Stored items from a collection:
..............................

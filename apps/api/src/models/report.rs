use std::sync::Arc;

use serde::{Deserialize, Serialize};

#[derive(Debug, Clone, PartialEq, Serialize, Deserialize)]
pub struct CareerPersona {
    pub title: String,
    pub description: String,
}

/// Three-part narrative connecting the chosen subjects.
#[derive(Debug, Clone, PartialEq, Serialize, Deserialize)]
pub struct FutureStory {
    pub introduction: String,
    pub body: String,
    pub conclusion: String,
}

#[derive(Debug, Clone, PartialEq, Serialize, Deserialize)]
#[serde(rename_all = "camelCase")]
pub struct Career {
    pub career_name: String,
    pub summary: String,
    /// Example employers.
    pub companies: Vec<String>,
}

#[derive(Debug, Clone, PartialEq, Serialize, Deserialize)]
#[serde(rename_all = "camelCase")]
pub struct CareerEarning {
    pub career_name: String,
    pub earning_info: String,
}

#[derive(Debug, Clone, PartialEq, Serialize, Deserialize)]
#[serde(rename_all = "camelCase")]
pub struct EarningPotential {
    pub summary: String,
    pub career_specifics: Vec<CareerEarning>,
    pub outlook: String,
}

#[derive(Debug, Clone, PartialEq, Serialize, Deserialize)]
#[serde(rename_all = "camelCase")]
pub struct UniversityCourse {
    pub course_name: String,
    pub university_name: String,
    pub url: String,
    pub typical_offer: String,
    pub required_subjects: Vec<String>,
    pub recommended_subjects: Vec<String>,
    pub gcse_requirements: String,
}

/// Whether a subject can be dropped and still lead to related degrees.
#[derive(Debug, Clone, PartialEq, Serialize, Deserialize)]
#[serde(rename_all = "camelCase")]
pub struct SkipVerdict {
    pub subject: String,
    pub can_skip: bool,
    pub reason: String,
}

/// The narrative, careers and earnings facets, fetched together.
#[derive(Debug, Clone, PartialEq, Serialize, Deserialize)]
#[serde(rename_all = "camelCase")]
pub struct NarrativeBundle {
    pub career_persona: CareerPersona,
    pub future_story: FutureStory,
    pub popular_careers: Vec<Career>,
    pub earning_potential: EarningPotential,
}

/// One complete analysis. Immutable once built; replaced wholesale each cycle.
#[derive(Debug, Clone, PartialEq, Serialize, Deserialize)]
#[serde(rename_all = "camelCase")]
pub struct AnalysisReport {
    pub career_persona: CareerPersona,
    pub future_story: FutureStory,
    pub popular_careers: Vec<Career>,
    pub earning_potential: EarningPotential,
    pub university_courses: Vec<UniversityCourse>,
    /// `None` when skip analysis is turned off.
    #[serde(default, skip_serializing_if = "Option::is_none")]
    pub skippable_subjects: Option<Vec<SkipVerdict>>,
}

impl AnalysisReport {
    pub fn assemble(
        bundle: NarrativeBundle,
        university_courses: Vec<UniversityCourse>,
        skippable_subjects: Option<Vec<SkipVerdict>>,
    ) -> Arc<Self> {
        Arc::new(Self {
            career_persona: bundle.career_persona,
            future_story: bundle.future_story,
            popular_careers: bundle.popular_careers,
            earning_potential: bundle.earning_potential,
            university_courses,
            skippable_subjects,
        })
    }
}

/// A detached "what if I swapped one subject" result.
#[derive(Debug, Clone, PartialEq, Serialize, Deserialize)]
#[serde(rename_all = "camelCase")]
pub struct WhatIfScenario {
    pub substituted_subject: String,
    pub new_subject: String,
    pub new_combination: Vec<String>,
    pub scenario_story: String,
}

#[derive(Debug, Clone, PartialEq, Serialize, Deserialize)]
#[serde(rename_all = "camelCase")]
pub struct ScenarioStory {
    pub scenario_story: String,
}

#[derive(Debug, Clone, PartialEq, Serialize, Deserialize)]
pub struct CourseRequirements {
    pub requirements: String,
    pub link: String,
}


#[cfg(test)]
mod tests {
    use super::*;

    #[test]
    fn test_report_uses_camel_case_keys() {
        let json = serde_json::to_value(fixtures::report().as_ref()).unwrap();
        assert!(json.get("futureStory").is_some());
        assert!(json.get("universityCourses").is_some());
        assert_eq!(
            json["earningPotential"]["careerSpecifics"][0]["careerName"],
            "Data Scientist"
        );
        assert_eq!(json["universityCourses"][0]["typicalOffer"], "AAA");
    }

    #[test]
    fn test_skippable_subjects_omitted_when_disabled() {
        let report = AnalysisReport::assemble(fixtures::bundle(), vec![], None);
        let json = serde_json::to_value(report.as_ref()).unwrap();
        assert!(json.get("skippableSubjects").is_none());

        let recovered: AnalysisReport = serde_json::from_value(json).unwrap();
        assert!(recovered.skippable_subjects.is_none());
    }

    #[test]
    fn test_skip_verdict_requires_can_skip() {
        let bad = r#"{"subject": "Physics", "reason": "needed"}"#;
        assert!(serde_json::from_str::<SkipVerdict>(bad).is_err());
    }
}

..............................

**Assigned task**
The entries above should be copied out exactly, with none left out.

**Reply to the task**
filename apps/api/src/models/report.rs
use std::sync::Arc;

use serde::{Deserialize, Serialize};

#[derive(Debug, Clone, PartialEq, Serialize, Deserialize)]
pub struct CareerPersona {
    pub title: String,
    pub description: String,
}

/// Three-part narrative connecting the chosen subjects.
#[derive(Debug, Clone, PartialEq, Serialize, Deserialize)]
pub struct FutureStory {
    pub introduction: String,
    pub body: String,
    pub conclusion: String,
}

#[derive(Debug, Clone, PartialEq, Serialize, Deserialize)]
#[serde(rename_all = "camelCase")]
pub struct Career {
    pub career_name: String,
    pub summary: String,
    /// Example employers.
    pub companies: Vec<String>,
}

#[derive(Debug, Clone, PartialEq, Serialize, Deserialize)]
#[serde(rename_all = "camelCase")]
pub struct CareerEarning {
    pub career_name: String,
    pub earning_info: String,
}

#[derive(Debug, Clone, PartialEq, Serialize, Deserialize)]
#[serde(rename_all = "camelCase")]
pub struct EarningPotential {
    pub summary: String,
    pub career_specifics: Vec<CareerEarning>,
    pub outlook: String,
}

#[derive(Debug, Clone, PartialEq, Serialize, Deserialize)]
#[serde(rename_all = "camelCase")]
pub struct UniversityCourse {
    pub course_name: String,
    pub university_name: String,
    pub url: String,
    pub typical_offer: String,
    pub required_subjects: Vec<String>,
    pub recommended_subjects: Vec<String>,
    pub gcse_requirements: String,
}

/// Whether a subject can be dropped and still lead to related degrees.
#[derive(Debug, Clone, PartialEq, Serialize, Deserialize)]
#[serde(rename_all = "camelCase")]
pub struct SkipVerdict {
    pub subject: String,
    pub can_skip: bool,
    pub reason: String,
}

/// The narrative, careers and earnings facets, fetched together.
#[derive(Debug, Clone, PartialEq, Serialize, Deserialize)]
#[serde(rename_all = "camelCase")]
pub struct NarrativeBundle {
    pub career_persona: CareerPersona,
    pub future_story: FutureStory,
    pub popular_careers: Vec<Career>,
    pub earning_potential: EarningPotential,
}

/// One complete analysis. Immutable once built; replaced wholesale each cycle.
#[derive(Debug, Clone, PartialEq, Serialize, Deserialize)]
#[serde(rename_all = "camelCase")]
pub struct AnalysisReport {
    pub career_persona: CareerPersona,
    pub future_story: FutureStory,
    pub popular_careers: Vec<Career>,
    pub earning_potential: EarningPotential,
    pub university_courses: Vec<UniversityCourse>,
    /// `None` when skip analysis is turned off.
    #[serde(default, skip_serializing_if = "Option::is_none")]
    pub skippable_subjects: Option<Vec<SkipVerdict>>,
}

impl AnalysisReport {
    pub fn assemble(
        bundle: NarrativeBundle,
        university_courses: Vec<UniversityCourse>,
        skippable_subjects: Option<Vec<SkipVerdict>>,
    ) -> Arc<Self> {
        Arc::new(Self {
            career_persona: bundle.career_persona,
            future_story: bundle.future_story,
            popular_careers: bundle.popular_careers,
            earning_potential: bundle.earning_potential,
            university_courses,
            skippable_subjects,
        })
    }
}

/// A detached "what if I swapped one subject" result.
#[derive(Debug, Clone, PartialEq, Serialize, Deserialize)]
#[serde(rename_all = "camelCase")]
pub struct WhatIfScenario {
    pub substituted_subject: String,
    pub new_subject: String,
    pub new_combination: Vec<String>,
    pub scenario_story: String,
}

#[derive(Debug, Clone, PartialEq, Serialize, Deserialize)]
#[serde(rename_all = "camelCase")]
pub struct ScenarioStory {
    pub scenario_story: String,
}

#[derive(Debug, Clone, PartialEq, Serialize, Deserialize)]
pub struct CourseRequirements {
    pub requirements: String,
    pub link: String,
}


#[cfg(test)]
mod tests {
    use super::*;

    #[test]
    fn test_report_uses_camel_case_keys() {
        let json = serde_json::to_value(fixtures::report().as_ref()).unwrap();
        assert!(json.get("futureStory").is_some());
        assert!(json.get("universityCourses").is_some());
        assert_eq!(
            json["earningPotential"]["careerSpecifics"][0]["careerName"],
            "Data Scientist"
        );
        assert_eq!(json["universityCourses"][0]["typicalOffer"], "AAA");
    }

    #[test]
    fn test_skippable_subjects_omitted_when_disabled() {
        let report = AnalysisReport::assemble(fixtures::bundle(), vec![], None);
        let json = serde_json::to_value(report.as_ref()).unwrap();
        assert!(json.get("skippableSubjects").is_none());

        let recovered: AnalysisReport = serde_json::from_value(json).unwrap();
        assert!(recovered.skippable_subjects.is_none());
    }

    #[test]
    fn test_skip_verdict_requires_can_skip() {
        let bad = r#"{"subject": "Physics", "reason": "needed"}"#;
        assert!(serde_json::from_str::<SkipVerdict>(bad).is_err());
    }
}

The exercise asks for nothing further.